//! Macros for ergonomic machine declaration.

/// Generate a symbolic state or input enum implementing `Symbol`.
///
/// The generated enum derives `Clone, Copy, PartialEq, Eq, Hash, Debug` and
/// serde's `Serialize, Deserialize` (through this crate's re-export, so the
/// host needs no serde dependency of its own). It uses the declaration
/// position as its index and the variant name as its name. An `ALL` constant
/// lists every variant in declaration order.
///
/// # Example
///
/// ```
/// use fsmkit::core::Symbol;
/// use fsmkit::symbol_enum;
///
/// symbol_enum! {
///     pub enum DoorState {
///         Opened,
///         Closed,
///         Locked,
///     }
/// }
///
/// assert_eq!(DoorState::Locked.index(), 2);
/// assert_eq!(DoorState::Closed.name(), "Closed");
/// assert_eq!(DoorState::ALL.len(), 3);
/// ```
#[macro_export]
macro_rules! symbol_enum {
    (
        $(#[$meta:meta])*
        $vis:vis enum $name:ident {
            $(
                $(#[$variant_meta:meta])*
                $variant:ident
            ),* $(,)?
        }
    ) => {
        $(#[$meta])*
        #[derive(
            Clone,
            Copy,
            PartialEq,
            Eq,
            Hash,
            Debug,
            $crate::serde::Serialize,
            $crate::serde::Deserialize,
        )]
        #[serde(crate = "fsmkit::serde")]
        $vis enum $name {
            $(
                $(#[$variant_meta])*
                $variant
            ),*
        }

        impl $name {
            /// Every variant in declaration order.
            #[allow(dead_code)]
            $vis const ALL: &'static [$name] = &[$($name::$variant),*];
        }

        impl $crate::core::Symbol for $name {
            fn index(&self) -> usize {
                *self as usize
            }

            fn name(&self) -> ::std::borrow::Cow<'_, str> {
                match self {
                    $(Self::$variant => ::std::borrow::Cow::Borrowed(stringify!($variant))),*
                }
            }
        }
    };
}

#[cfg(test)]
mod tests {
    use crate::core::Symbol;

    symbol_enum! {
        enum TestState {
            Initial,
            Processing,
            Complete,
        }
    }

    #[test]
    fn symbol_enum_macro_generates_trait() {
        assert_eq!(TestState::Initial.index(), 0);
        assert_eq!(TestState::Complete.index(), 2);
        assert_eq!(TestState::Processing.name(), "Processing");
    }

    #[test]
    fn all_lists_variants_in_order() {
        assert_eq!(
            TestState::ALL,
            &[TestState::Initial, TestState::Processing, TestState::Complete]
        );
    }

    #[test]
    fn symbol_enum_supports_visibility_and_attributes() {
        symbol_enum! {
            /// Public inputs.
            pub enum PublicInput {
                A,
                #[allow(dead_code)]
                B,
            }
        }

        assert_eq!(PublicInput::A.index(), 0);
        assert_eq!(PublicInput::ALL.len(), 2);
    }

    #[test]
    fn generated_enums_serialize_by_variant_name() {
        let json = serde_json::to_string(&TestState::Processing).unwrap();
        assert_eq!(json, "\"Processing\"");

        let parsed: TestState = serde_json::from_str("\"Complete\"").unwrap();
        assert_eq!(parsed, TestState::Complete);
    }
}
---
§ Work request: Retype all of the material exactly as it stands above.

§ Response:
//! Macros for ergonomic machine declaration.

/// Generate a symbolic state or input enum implementing `Symbol`.
///
/// The generated enum derives `Clone, Copy, PartialEq, Eq, Hash, Debug` and
/// serde's `Serialize, Deserialize` (through this crate's re-export, so the
/// host needs no serde dependency of its own). It uses the declaration
/// position as its index and the variant name as its name. An `ALL` constant
/// lists every variant in declaration order.
///
/// # Example
///
/// ```
/// use fsmkit::core::Symbol;
/// use fsmkit::symbol_enum;
///
/// symbol_enum! {
///     pub enum DoorState {
///         Opened,
///         Closed,
///         Locked,
///     }
/// }
///
/// assert_eq!(DoorState::Locked.index(), 2);
/// assert_eq!(DoorState::Closed.name(), "Closed");
/// assert_eq!(DoorState::ALL.len(), 3);
/// ```
#[macro_export]
macro_rules! symbol_enum {
    (
        $(#[$meta:meta])*
        $vis:vis enum $name:ident {
            $(
                $(#[$variant_meta:meta])*
                $variant:ident
            ),* $(,)?
        }
    ) => {
        $(#[$meta])*
        #[derive(
            Clone,
            Copy,
            PartialEq,
            Eq,
            Hash,
            Debug,
            $crate::serde::Serialize,
            $crate::serde::Deserialize,
        )]
        #[serde(crate = "fsmkit::serde")]
        $vis enum $name {
            $(
                $(#[$variant_meta])*
                $variant
            ),*
        }

        impl $name {
            /// Every variant in declaration order.
            #[allow(dead_code)]
            $vis const ALL: &'static [$name] = &[$($name::$variant),*];
        }

        impl $crate::core::Symbol for $name {
            fn index(&self) -> usize {
                *self as usize
            }

            fn name(&self) -> ::std::borrow::Cow<'_, str> {
                match self {
                    $(Self::$variant => ::std::borrow::Cow::Borrowed(stringify!($variant))),*
                }
            }
        }
    };
}

#[cfg(test)]
mod tests {
    use crate::core::Symbol;

    symbol_enum! {
        enum TestState {
            Initial,
            Processing,
            Complete,
        }
    }

    #[test]
    fn symbol_enum_macro_generates_trait() {
        assert_eq!(TestState::Initial.index(), 0);
        assert_eq!(TestState::Complete.index(), 2);
        assert_eq!(TestState::Processing.name(), "Processing");
    }

    #[test]
    fn all_lists_variants_in_order() {
        assert_eq!(
            TestState::ALL,
            &[TestState::Initial, TestState::Processing, TestState::Complete]
        );
    }

    #[test]
    fn symbol_enum_supports_visibility_and_attributes() {
        symbol_enum! {
            /// Public inputs.
            pub enum PublicInput {
                A,
                #[allow(dead_code)]
                B,
            }
        }

        assert_eq!(PublicInput::A.index(), 0);
        assert_eq!(PublicInput::ALL.len(), 2);
    }

    #[test]
    fn generated_enums_serialize_by_variant_name() {
        let json = serde_json::to_string(&TestState::Processing).unwrap();
        assert_eq!(json, "\"Processing\"");

        let parsed: TestState = serde_json::from_str("\"Complete\"").unwrap();
        assert_eq!(parsed, TestState::Complete);
    }
}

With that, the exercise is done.